= Sheila McKechnie =

Scottish trade unionist

Dame Sheila Marshall McKechnie DBE (3 May 1948 - 2 January 2004) was a Scottish trade unionist, housing campaigner and consumer activist.

== Biography ==
Sheila McKechnie was born in Camelon, Falkirk, on 3 May 1948 to Hugh McKechnie, then a commercial traveller, and Christina (née Marshall). She studied politics and history at the University of Edinburgh, where she was a friend of Gordon Brown. She was a member of the students' representative council, holding the posts of Secretary and 2nd Junior President. After graduating, she studied for an MA in Industrial Relations at the University of Warwick.

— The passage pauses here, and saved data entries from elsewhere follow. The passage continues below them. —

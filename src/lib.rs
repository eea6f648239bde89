//! Blocking client for the GIPHY API: gifs, stickers and emoji.
//!
//! ```no_run
//! use giphy_client::{Giphy, SearchOptions};
//!
//! # fn main() -> giphy_client::Result<()> {
//! let giphy = Giphy::new("your-api-key")?;
//! let options = SearchOptions {
//!     limit: Some(5),
//!     ..Default::default()
//! };
//! for gif in giphy.gifs().search("cats", &options)? {
//!     println!("{} {:?}", gif.id, gif.url);
//! }
//! # Ok(())
//! # }
//! ```
//!
//! Every call is one GET. Nothing is cached or retried, and the clients hold
//! no mutable state, so they can be shared between threads freely.

pub mod api;
pub mod config;
pub mod emoji;
pub mod error;
pub mod gifs;
pub mod models;
pub mod params;
pub mod stickers;
pub mod transport;

pub use api::Api;
pub use config::Config;
pub use emoji::EmojiClient;
pub use error::{Error, Result};
pub use gifs::GifClient;
pub use models::{Category, Channel, ChannelTag, Emoji, Gif, Media, Rendition, Sticker, Term, User};
pub use params::{
    FetchOptions, Page, RandomOptions, Rating, SearchOptions, TranslateOptions, TrendingOptions,
};
pub use stickers::StickerClient;
pub use transport::{HttpTransport, RawResponse, Transport};

/// All three resource clients over one connection.
#[derive(Debug, Clone)]
pub struct Giphy {
    gifs: GifClient,
    stickers: StickerClient,
    emoji: EmojiClient,
}

impl Giphy {
    pub fn new(api_key: impl Into<String>) -> Result<Self> {
        Ok(Self::with_api(Api::new(api_key)?))
    }

    pub fn from_config(config: &Config) -> Result<Self> {
        Ok(Self::with_api(Api::from_config(config)?))
    }

    pub fn with_api(api: Api) -> Self {
        Giphy {
            gifs: GifClient::with_api(api.clone()),
            stickers: StickerClient::with_api(api.clone()),
            emoji: EmojiClient::with_api(api),
        }
    }

    pub fn gifs(&self) -> &GifClient {
        &self.gifs
    }

    pub fn stickers(&self) -> &StickerClient {
        &self.stickers
    }

    pub fn emoji(&self) -> &EmojiClient {
        &self.emoji
    }
}
//! Per-operation options. Every `None` field is left out of the query string
//! entirely; the API treats `rating=` differently from no rating at all.

use serde::Serialize;
use serde_json::Value;
use snafu::ResultExt;

use crate::error::{EncodeSnafu, Result};

/// Content rating filter.
#[derive(Debug, Clone, Copy, PartialEq, Eq, Serialize)]
pub enum Rating {
    #[serde(rename = "g")]
    G,
    #[serde(rename = "pg")]
    Pg,
    #[serde(rename = "pg-13")]
    Pg13,
    #[serde(rename = "r")]
    R,
}

impl std::str::FromStr for Rating {
    type Err = String;

    fn from_str(s: &str) -> std::result::Result<Self, Self::Err> {
        match s.to_ascii_lowercase().as_str() {
            "g" => Ok(Rating::G),
            "pg" => Ok(Rating::Pg),
            "pg-13" | "pg13" => Ok(Rating::Pg13),
            "r" => Ok(Rating::R),
            other => Err(format!("unknown rating \"{}\"", other)),
        }
    }
}

#[derive(Debug, Clone, Default, PartialEq, Serialize)]
pub struct TrendingOptions {
    #[serde(skip_serializing_if = "Option::is_none")]
    pub limit: Option<u32>,
    #[serde(skip_serializing_if = "Option::is_none")]
    pub offset: Option<u32>,
    #[serde(skip_serializing_if = "Option::is_none")]
    pub rating: Option<Rating>,
    #[serde(skip_serializing_if = "Option::is_none")]
    pub random_id: Option<String>,
    /// Rendition bundle to return, e.g. `messaging_non_clips`.
    #[serde(skip_serializing_if = "Option::is_none")]
    pub bundle: Option<String>,
}

#[derive(Debug, Clone, Default, PartialEq, Serialize)]
pub struct SearchOptions {
    #[serde(skip_serializing_if = "Option::is_none")]
    pub limit: Option<u32>,
    #[serde(skip_serializing_if = "Option::is_none")]
    pub offset: Option<u32>,
    #[serde(skip_serializing_if = "Option::is_none")]
    pub rating: Option<Rating>,
    /// Two letter language code.
    #[serde(skip_serializing_if = "Option::is_none")]
    pub lang: Option<String>,
    #[serde(skip_serializing_if = "Option::is_none")]
    pub random_id: Option<String>,
    #[serde(skip_serializing_if = "Option::is_none")]
    pub bundle: Option<String>,
}

#[derive(Debug, Clone, PartialEq, Serialize)]
pub struct TranslateOptions {
    #[serde(skip_serializing_if = "Option::is_none")]
    pub random_id: Option<String>,
    /// 0 to 10, higher values match the phrase more loosely.
    pub weirdness: u8,
}

impl Default for TranslateOptions {
    fn default() -> Self {
        TranslateOptions {
            random_id: None,
            weirdness: 1,
        }
    }
}

#[derive(Debug, Clone, Default, PartialEq, Serialize)]
pub struct RandomOptions {
    #[serde(skip_serializing_if = "Option::is_none")]
    pub tag: Option<String>,
    #[serde(skip_serializing_if = "Option::is_none")]
    pub rating: Option<Rating>,
    #[serde(skip_serializing_if = "Option::is_none")]
    pub random_id: Option<String>,
}

/// Options for fetching gifs by id.
#[derive(Debug, Clone, Default, PartialEq, Serialize)]
pub struct FetchOptions {
    #[serde(skip_serializing_if = "Option::is_none")]
    pub random_id: Option<String>,
    #[serde(skip_serializing_if = "Option::is_none")]
    pub rating: Option<Rating>,
}

/// Plain offset/limit paging.
#[derive(Debug, Clone, Copy, Default, PartialEq, Serialize)]
pub struct Page {
    #[serde(skip_serializing_if = "Option::is_none")]
    pub limit: Option<u32>,
    #[serde(skip_serializing_if = "Option::is_none")]
    pub offset: Option<u32>,
}

impl Page {
    pub fn new(limit: u32, offset: u32) -> Self {
        Page {
            limit: Some(limit),
            offset: Some(offset),
        }
    }
}

/// Options plus the `q` search term.
#[derive(Serialize)]
pub(crate) struct Query<'a, P> {
    pub q: &'a str,
    #[serde(flatten)]
    pub options: &'a P,
}

/// Options plus the `s` phrase of the translate endpoints.
#[derive(Serialize)]
pub(crate) struct Phrase<'a> {
    pub s: &'a str,
    #[serde(flatten)]
    pub options: &'a TranslateOptions,
}

/// Query string pairs for a serializable options value. Null fields are dropped
/// so an option that serializes to `None` without `skip_serializing_if` is
/// still left out.
pub(crate) fn query_pairs<P: Serialize + ?Sized>(params: &P) -> Result<Vec<(String, String)>> {
    let value = serde_json::to_value(params).context(EncodeSnafu)?;
    let map = match value {
        Value::Object(map) => map,
        _ => return Ok(Vec::new()),
    };

    Ok(map
        .into_iter()
        .filter_map(|(key, value)| match value {
            Value::Null => None,
            Value::String(s) => Some((key, s)),
            other => Some((key, other.to_string())),
        })
        .collect())
}

/// Joins ids into the single comma separated value the API expects.
pub(crate) fn join_ids<S: AsRef<str>>(ids: &[S]) -> String {
    ids.iter()
        .map(|id| id.as_ref())
        .collect::<Vec<_>>()
        .join(", ")
}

After working as a trade union official in the 1970s, during which she was active in the women's movement, she became director of the housing and homelessness charity Shelter in 1985.

After ten years in this post, she left to become head of the Consumers' Association, campaigning on a wide range of issues, often using headline-grabbing stunts. In 2001 McKechnie said: "I am a fully paid-up member of the awkward squad and will remain so for the rest of my life. No government would ever feel entirely comfortable with me or the association because we are both fiercely, fiercely independent."

She was made an OBE in the 1995 Birthday Honours for her work with Shelter, and DBE in 2001 for her work on behalf of consumers. She was chosen as the University of Edinburgh alumnus of the year in 1991. She was on the Board of Trustees of The Architecture Foundation.

McKechnie was diagnosed with cancer in 1997. Following her death in 2004, aged 55, the Sheila McKechnie Foundation was established to support a new generation of campaigners.

In 2006, a bronze bust of McKechnie was erected in the walled garden within Dollar Park in Falkirk, near her birthplace of Camelon. The bust was created by artist Suzanne Robinson.